Expliquer.
 Comment se diffusent les images ?

Béatrice Joyeux-Prunel

 

Caractériser, décrire - ces deux premières étapes de l'étude d'une épidémie sont les préalables d'une démarche plus importante encore : celle de l'explication. Comment une contagion s'est-elle diffusée ? Nous nous posons des questions similaires pour la circulation des images, à ceci près que nous n'avons pas besoin d'arrêter ces épidémies. Si une image circule plus que d'autres, est-ce à cause de facteurs que nous pourrions isoler ?

 

Les facteurs possibles de circulation, pour une image, peuvent être très divers.

 

 

Certains travaux en sciences cognitives laissent penser que les images qui ont le mieux marché pourraient suivre des critères visuels et formels précis. 

On sait, par exemple, que le cerveau humain reconnaît facilement des figures familières dans des formes a priori abstraites - visages, animaux, soit des formes qu'il serait nécessaire de savoir reconnaître pour survivre (reconnaître les visages affectueux, fuir les personnes et les animaux dangereux etc.)[1]. C'est de ces réflexes que naîtrait notre capacité à la paréidolie, c'est à dire à reconnaître des formes spécifiques dans des stimuli visuels sans caractéristiques claires.
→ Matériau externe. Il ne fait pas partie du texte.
// src/session.rs - One playback session: output channel plus its producers
//!
//! A session owns the output channel and whichever producers were started on
//! it. Shutdown stops the producers first so nothing is dispatched after the
//! parking frame, then disconnects and stops the channel.

use crate::config::{Config, ConfigError};
use crate::output::{Connector, OutputChannel, OutputError, OutputHandle, OutputSettings, TransportError};
use crate::player::{
    PlayerParameters, ScriptPlayer, ScriptPlayerHandle, StrokePlayerHandle, StrokeQueue, script_player,
    stroke_player,
};
use crate::scheduler::{TimeInterface, TokioTimeSync};
use crate::script::ScriptError;
use crate::stroke::{StrokeGenerator, spawn_feeder};
use std::sync::Arc;
use std::time::Duration;
use thiserror::Error;
use tokio::task::JoinHandle;
use tokio::time::Instant;

/// Cadence of the stand-in media clock.
pub const MEDIA_CLOCK_PERIOD: Duration = Duration::from_millis(100);

#[derive(Debug, Error)]
pub enum SessionError {
    #[error("Config error: {0}")]
    Config(#[from] ConfigError),
    #[error("Script error: {0}")]
    Script(#[from] ScriptError),
    #[error("Output error: {0}")]
    Output(#[from] OutputError),
    #[error("Transport error: {0}")]
    Transport(#[from] TransportError),
}

pub struct Session {
    config: Config,
    time: Arc<dyn TimeInterface>,
    output: OutputHandle,
    output_task: JoinHandle<()>,
    script_player: Option<ScriptPlayerHandle>,
    stroke_player: Option<StrokePlayerHandle>,
    tasks: Vec<JoinHandle<()>>,
    background: Vec<JoinHandle<()>>,
}

impl Session {
    /// Validate `config` and start the output channel on `connector`.
    pub fn start(config: Config, connector: Arc<dyn Connector>) -> Result<Self, SessionError> {
        Self::with_time(config, connector, Arc::new(TokioTimeSync::new()))
    }

    pub fn with_time(
        config: Config,
        connector: Arc<dyn Connector>,
        time: Arc<dyn TimeInterface>,
    ) -> Result<Self, SessionError> {
        config.validate()?;
        let range = config.output.output_range()?;
        tracing::info!("Starting session on {}", connector.describe());
        let (output, output_task) =
            OutputChannel::spawn(connector, range, OutputSettings::from(&config.output));
        Ok(Self {
            config,
            time,
            output,
            output_task,
            script_player: None,
            stroke_player: None,
            tasks: Vec::new(),
            background: Vec::new(),
        })
    }

    pub fn config(&self) -> &Config {
        &self.config
    }

    pub fn output(&self) -> &OutputHandle {
        &self.output
    }

    pub async fn connect(&self) -> Result<(), SessionError> {
        self.output.connect().await?;
        Ok(())
    }

    /// Start the script player, or return the one already running.
    pub fn script_player(&mut self) -> ScriptPlayerHandle {
        if let Some(handle) = &self.script_player {
            return handle.clone();
        }
        let player = ScriptPlayer::new(PlayerParameters::from(&self.config.player));
        let (handle, task) = script_player::spawn(player, self.output.clone(), self.time.clone());
        self.tasks.push(task);
        self.script_player = Some(handle.clone());
        handle
    }

    /// Start the stroke player, plus a feeder when a generator is given.
    pub fn stroke_player(&mut self, generator: Option<StrokeGenerator>) -> StrokePlayerHandle {
        if let Some(handle) = &self.stroke_player {
            return handle.clone();
        }
        let queue = StrokeQueue::from_config(&self.config.stroke);
        let (handle, task) = stroke_player::spawn(queue, self.output.clone(), self.time.clone());
        self.tasks.push(task);
        if let Some(mut generator) = generator {
            generator.set_last_target(self.output.target());
            let feeder = spawn_feeder(generator, handle.clone(), self.output.subscribe_state());
            self.background.push(feeder);
        }
        self.stroke_player = Some(handle.clone());
        handle
    }

    /// Report a local stand-in media position to the script player every
    /// [`MEDIA_CLOCK_PERIOD`], advancing at `1 / playback_rate` media ms per ms.
    pub fn spawn_media_clock(&mut self, start_ms: f64) {
        let player = self.script_player();
        let rate = self.config.player.playback_rate;
        let clock = tokio::spawn(async move {
            let origin = Instant::now();
            let mut ticker = tokio::time::interval(MEDIA_CLOCK_PERIOD);
            loop {
                ticker.tick().await;
                let position = start_ms + origin.elapsed().as_secs_f64() * 1000.0 / rate;
                player.report_clock_position(position);
            }
        });
        self.background.push(clock);
    }

    /// Stop producers, disconnect (parking if configured) and stop the channel.
    pub async fn shutdown(self) -> Result<(), SessionError> {
        for task in &self.background {
            task.abort();
        }
        if let Some(player) = &self.script_player {
            player.shutdown().await;
        }
        if let Some(player) = &self.stroke_player {
            player.shutdown().await;
        }
        for task in self.tasks {
            if let Err(e) = task.await {
                tracing::warn!("Producer task ended abnormally: {}", e);
            }
        }

        let disconnected = self.output.disconnect().await;
        let _ = self.output.shutdown().await;
        if let Err(e) = self.output_task.await {
            tracing::warn!("Output channel task ended abnormally: {}", e);
        }
        tracing::info!("Session closed");
        disconnected.map_err(SessionError::from)
    }
}

#[cfg(test)]
mod tests {
    use super::*;
    use crate::output::LoopbackConnector;

    #[tokio::test]
    async fn test_invalid_config_is_rejected() {
        let mut config = Config::default();
        config.player.time_window_ms = 0;
        let result = Session::start(config, Arc::new(LoopbackConnector::new()));
        assert!(matches!(result, Err(SessionError::Config(ConfigError::Invalid(_)))));
    }

    #[tokio::test]
    async fn test_players_are_started_once() {
        let mut session = Session::start(Config::default(), Arc::new(LoopbackConnector::new())).unwrap();
        session.script_player();
        session.script_player();
        session.stroke_player(None);
        session.stroke_player(None);
        assert_eq!(session.tasks.len(), 2);
        session.shutdown().await.unwrap();
    }
}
Les images qui circulent le plus ont-elles plus de succès parce qu'elles correspondent à nos propensions cognitives ? Couleurs plus vives, visages plus ronds, scènes plus familières... Dans la ligne des ouvrages de l'anthropologue Dan Sperber, pour qui les idées qui circulent le mieux sont simplement les idées les plus simples[2], certains chercheurs et chercheuses ont même voulu montrer que les images qui "marchent" le mieux sont des images simples. Mais dirait-on vraiment que les images les plus présentes et les plus internationales de notre corpus sont si simples ? Et que veut dire une image "simple" ? Passe, peut-être, pour la diffusion des portraits (plus frontaux et plus souriants pour mieux marcher); ou pour celle des bustes (qui représentent des figures humaines, donc pourraient avoir mieux circulé pour cette raison). Mais une photographie d'automobile - l'une des images les plus répandues dans notre corpus - serait-elle simple ?

Les critères formels n'expliquent pas seuls le succès d'une image.

 

Le cas des oeuvres d'avant-garde (à l'époque de leur création) est très révélateur du décalage entre les critères formels d'une image, et son succès d'estime.

Les oeuvres d'avant-garde qui circulent à plus d'une poignée d'exemplaires, dans notre corpus, furent le plus souvent reproduites des années après leur conception, alors qu'elles avaient déjà beaucoup circulé en expositions.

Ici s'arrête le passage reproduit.